What you should do: Your answer should be one number, namely how many lines in the listing below include the word "elements".

** Exercise data follows **

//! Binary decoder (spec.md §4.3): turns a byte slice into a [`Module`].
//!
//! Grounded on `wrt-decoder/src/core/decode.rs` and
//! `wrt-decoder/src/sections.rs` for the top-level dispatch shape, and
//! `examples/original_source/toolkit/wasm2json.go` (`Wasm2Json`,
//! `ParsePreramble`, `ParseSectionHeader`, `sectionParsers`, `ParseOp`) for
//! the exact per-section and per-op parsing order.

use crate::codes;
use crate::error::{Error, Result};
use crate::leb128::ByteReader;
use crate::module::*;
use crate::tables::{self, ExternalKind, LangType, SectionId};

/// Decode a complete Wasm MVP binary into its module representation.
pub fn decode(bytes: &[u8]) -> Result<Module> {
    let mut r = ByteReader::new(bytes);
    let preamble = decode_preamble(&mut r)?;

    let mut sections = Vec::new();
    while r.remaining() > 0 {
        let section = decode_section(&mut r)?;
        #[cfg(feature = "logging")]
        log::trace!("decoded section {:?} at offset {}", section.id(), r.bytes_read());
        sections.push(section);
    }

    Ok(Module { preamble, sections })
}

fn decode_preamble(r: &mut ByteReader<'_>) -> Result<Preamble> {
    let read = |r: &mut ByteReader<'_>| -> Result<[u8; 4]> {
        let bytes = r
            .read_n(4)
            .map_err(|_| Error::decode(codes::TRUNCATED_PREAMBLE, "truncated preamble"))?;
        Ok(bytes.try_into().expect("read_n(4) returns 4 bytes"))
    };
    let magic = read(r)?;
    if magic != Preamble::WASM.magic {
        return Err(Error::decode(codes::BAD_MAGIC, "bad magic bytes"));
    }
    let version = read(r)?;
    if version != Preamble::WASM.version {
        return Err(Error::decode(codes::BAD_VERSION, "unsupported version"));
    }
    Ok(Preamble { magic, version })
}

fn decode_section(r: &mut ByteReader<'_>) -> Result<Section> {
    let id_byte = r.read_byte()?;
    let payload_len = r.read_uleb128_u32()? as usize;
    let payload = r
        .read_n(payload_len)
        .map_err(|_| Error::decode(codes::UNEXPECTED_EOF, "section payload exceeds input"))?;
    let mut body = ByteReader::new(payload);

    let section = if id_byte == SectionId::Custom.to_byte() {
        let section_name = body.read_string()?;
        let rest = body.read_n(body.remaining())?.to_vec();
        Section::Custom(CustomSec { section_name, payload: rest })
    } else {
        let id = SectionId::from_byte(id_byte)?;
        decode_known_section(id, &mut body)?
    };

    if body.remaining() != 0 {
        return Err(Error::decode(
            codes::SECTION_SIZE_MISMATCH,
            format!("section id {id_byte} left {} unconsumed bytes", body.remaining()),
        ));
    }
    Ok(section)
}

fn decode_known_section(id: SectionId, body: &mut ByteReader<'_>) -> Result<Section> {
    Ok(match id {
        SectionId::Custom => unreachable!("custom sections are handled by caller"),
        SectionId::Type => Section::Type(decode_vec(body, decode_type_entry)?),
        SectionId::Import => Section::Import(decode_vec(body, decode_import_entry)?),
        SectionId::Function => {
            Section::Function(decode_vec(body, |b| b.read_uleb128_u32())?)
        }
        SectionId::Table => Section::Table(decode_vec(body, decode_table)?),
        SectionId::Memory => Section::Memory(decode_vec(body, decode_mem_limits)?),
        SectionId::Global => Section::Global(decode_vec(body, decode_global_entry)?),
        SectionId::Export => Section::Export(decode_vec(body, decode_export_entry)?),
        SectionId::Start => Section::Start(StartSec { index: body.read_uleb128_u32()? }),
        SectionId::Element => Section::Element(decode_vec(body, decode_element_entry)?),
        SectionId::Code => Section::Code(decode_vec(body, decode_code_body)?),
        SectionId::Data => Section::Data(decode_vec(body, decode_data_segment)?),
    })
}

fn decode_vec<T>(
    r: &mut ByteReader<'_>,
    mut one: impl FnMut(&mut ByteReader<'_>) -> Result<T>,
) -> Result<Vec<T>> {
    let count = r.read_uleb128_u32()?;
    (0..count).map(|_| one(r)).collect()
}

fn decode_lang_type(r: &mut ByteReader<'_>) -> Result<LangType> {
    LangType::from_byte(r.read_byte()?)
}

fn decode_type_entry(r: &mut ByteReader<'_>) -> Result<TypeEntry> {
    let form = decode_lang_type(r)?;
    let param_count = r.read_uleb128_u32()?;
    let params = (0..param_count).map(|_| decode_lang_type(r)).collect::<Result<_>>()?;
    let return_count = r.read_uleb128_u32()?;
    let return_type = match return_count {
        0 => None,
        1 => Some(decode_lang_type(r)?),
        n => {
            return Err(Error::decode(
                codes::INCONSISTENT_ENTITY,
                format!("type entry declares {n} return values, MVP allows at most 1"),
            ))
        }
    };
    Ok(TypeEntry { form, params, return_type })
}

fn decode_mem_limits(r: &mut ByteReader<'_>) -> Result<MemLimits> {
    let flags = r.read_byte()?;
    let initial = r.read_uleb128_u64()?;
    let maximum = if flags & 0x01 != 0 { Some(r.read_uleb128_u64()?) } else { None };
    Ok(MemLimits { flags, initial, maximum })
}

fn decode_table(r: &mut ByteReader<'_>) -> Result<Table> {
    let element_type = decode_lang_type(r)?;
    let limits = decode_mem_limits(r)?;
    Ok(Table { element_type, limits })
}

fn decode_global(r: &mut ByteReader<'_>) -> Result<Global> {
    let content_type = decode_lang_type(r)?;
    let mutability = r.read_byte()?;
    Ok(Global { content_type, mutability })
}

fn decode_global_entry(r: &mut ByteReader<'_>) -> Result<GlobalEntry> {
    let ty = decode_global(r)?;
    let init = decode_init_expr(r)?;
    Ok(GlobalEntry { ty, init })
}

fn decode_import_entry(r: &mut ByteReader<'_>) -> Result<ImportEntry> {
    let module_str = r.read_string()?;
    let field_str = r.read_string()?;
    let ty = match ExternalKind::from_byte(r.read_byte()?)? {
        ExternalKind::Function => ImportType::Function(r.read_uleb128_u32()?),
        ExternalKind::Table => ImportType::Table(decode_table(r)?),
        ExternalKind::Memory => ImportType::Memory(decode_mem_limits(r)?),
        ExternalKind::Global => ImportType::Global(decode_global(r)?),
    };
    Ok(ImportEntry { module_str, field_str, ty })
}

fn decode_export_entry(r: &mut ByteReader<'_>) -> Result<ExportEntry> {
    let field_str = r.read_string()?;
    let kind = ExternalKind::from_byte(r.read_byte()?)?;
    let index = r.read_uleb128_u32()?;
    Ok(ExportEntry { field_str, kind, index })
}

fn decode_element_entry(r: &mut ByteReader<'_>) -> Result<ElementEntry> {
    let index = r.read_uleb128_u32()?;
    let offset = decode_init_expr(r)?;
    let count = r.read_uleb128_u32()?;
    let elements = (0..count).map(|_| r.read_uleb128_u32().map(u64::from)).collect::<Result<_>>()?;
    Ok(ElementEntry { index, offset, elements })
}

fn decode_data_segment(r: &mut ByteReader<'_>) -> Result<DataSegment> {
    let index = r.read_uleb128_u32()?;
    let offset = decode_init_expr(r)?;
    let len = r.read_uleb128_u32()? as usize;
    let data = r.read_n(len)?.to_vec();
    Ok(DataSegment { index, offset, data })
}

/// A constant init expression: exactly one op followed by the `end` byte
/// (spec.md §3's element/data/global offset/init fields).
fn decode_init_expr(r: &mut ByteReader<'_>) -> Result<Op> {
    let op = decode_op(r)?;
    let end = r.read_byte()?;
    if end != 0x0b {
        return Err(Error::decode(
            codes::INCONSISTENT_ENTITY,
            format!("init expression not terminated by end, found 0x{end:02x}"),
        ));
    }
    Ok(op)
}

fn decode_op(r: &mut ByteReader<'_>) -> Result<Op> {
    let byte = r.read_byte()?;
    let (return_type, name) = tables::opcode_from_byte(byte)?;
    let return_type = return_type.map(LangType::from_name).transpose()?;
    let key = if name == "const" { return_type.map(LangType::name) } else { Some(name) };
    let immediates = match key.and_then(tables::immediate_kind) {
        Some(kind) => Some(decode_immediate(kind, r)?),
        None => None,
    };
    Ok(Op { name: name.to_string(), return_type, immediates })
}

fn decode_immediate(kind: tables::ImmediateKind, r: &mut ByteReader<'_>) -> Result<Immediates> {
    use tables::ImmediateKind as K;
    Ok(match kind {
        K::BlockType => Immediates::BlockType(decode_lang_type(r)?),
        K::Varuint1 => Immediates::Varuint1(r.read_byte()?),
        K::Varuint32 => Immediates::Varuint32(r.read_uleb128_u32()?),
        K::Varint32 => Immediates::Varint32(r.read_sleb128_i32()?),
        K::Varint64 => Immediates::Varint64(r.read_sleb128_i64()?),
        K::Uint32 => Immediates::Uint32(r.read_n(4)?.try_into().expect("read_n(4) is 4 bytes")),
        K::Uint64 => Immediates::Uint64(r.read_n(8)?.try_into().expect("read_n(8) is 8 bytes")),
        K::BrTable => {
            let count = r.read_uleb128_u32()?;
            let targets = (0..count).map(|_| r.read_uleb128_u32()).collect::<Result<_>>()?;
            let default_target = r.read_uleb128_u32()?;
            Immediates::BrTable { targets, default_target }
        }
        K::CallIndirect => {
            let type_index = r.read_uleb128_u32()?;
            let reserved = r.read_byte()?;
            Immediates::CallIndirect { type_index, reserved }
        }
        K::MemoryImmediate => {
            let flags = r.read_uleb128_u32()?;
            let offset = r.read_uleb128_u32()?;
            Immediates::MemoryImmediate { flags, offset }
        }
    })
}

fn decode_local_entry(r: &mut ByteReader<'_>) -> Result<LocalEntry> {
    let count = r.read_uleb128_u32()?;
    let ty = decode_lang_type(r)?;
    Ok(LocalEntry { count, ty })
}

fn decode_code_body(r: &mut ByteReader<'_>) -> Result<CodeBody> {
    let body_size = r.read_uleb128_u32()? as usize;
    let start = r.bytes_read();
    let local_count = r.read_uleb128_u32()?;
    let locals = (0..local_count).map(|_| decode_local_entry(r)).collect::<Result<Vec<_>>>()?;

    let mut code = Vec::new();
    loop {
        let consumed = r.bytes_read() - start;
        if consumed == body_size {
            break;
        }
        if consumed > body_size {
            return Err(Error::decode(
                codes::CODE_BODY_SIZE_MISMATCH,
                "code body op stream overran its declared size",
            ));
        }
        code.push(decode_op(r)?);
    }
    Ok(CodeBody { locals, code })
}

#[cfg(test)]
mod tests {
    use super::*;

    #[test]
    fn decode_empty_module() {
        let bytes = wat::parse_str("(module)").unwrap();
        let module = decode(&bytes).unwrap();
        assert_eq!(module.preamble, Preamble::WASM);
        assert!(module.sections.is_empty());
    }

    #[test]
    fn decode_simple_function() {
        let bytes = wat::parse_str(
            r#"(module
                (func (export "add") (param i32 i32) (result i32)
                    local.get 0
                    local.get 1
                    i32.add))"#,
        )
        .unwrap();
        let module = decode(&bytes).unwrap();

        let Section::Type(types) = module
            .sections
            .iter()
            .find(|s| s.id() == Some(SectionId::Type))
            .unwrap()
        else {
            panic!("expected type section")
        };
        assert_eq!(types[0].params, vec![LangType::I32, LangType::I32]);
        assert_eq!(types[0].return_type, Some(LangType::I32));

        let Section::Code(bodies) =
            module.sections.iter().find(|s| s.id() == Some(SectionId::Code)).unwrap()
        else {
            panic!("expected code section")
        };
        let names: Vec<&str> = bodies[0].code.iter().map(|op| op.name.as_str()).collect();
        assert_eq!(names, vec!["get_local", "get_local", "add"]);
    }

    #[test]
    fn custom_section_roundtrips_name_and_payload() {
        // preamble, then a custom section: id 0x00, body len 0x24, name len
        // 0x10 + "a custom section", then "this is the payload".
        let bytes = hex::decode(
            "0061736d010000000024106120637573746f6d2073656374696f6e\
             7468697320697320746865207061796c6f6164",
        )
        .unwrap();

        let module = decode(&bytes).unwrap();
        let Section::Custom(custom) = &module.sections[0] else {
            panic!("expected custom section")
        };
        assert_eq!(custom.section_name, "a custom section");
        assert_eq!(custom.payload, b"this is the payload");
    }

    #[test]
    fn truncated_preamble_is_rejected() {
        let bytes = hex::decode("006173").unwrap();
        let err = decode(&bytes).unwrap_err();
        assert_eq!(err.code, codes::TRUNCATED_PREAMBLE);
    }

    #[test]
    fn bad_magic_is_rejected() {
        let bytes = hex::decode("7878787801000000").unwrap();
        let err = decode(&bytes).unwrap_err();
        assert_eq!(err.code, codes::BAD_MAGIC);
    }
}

** End of Exercise data **
** Exercise data follows **

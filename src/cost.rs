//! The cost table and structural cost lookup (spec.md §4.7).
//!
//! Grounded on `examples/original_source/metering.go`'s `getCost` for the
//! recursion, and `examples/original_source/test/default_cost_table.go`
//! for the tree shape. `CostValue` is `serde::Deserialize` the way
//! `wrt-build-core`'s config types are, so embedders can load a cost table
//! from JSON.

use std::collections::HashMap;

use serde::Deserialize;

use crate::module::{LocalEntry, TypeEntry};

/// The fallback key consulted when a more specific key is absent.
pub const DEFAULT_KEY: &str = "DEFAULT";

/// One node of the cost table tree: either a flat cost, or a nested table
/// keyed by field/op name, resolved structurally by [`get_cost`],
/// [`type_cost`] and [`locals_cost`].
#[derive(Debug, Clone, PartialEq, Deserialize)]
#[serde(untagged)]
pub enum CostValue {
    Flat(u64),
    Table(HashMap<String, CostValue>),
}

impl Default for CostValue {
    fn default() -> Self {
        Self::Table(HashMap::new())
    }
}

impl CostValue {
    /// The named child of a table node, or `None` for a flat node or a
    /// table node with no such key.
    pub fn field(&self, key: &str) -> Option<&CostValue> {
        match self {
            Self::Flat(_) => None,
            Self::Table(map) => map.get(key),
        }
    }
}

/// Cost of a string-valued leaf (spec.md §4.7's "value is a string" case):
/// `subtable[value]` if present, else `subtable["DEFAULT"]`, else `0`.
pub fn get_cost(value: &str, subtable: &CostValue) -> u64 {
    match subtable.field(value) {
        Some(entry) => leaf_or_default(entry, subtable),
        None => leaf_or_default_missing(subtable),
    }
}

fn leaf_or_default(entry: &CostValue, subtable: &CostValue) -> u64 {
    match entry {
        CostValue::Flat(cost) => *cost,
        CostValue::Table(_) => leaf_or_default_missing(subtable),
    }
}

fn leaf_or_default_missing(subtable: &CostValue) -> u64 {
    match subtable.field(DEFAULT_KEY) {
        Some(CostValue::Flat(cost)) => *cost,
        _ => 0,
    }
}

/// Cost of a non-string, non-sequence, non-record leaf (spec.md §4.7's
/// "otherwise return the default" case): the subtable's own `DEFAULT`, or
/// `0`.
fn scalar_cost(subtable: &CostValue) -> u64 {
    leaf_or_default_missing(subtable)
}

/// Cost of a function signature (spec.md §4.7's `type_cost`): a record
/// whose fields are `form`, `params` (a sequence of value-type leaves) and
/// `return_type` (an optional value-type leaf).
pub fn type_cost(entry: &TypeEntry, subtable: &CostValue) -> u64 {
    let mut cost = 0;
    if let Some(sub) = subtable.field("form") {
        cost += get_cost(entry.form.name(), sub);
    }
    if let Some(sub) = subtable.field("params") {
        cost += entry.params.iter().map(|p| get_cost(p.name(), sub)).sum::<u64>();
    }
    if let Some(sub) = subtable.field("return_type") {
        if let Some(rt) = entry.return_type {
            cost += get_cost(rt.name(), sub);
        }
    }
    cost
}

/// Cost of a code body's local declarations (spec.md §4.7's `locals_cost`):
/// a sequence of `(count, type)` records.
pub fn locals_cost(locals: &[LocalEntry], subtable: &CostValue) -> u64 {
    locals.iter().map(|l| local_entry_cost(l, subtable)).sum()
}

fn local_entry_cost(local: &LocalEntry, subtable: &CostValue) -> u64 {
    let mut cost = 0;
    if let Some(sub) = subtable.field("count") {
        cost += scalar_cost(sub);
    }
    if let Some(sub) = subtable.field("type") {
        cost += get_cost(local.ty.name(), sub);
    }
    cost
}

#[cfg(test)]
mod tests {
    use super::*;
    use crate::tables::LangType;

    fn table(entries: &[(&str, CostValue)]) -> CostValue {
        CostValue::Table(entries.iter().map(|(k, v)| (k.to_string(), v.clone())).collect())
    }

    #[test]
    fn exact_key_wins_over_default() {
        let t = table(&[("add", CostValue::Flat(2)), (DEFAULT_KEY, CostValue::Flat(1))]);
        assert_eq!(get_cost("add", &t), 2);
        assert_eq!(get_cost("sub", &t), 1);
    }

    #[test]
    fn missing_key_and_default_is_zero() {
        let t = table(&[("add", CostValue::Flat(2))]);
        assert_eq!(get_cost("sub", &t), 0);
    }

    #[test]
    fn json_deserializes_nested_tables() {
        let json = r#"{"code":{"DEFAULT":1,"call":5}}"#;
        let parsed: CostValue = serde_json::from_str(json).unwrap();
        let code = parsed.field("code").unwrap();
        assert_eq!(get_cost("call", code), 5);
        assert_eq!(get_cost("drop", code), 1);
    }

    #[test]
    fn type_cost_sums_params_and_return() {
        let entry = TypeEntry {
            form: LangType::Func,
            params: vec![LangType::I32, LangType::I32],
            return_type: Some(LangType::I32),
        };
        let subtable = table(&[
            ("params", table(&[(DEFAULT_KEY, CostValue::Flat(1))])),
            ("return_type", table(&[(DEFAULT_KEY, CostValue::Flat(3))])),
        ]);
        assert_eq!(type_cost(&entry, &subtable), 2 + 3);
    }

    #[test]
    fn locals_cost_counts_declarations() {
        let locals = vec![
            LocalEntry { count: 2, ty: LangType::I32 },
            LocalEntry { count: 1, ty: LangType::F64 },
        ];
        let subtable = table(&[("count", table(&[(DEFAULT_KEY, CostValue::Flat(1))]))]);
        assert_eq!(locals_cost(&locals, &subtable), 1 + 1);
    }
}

** End of Exercise data **

Finished exercise: 2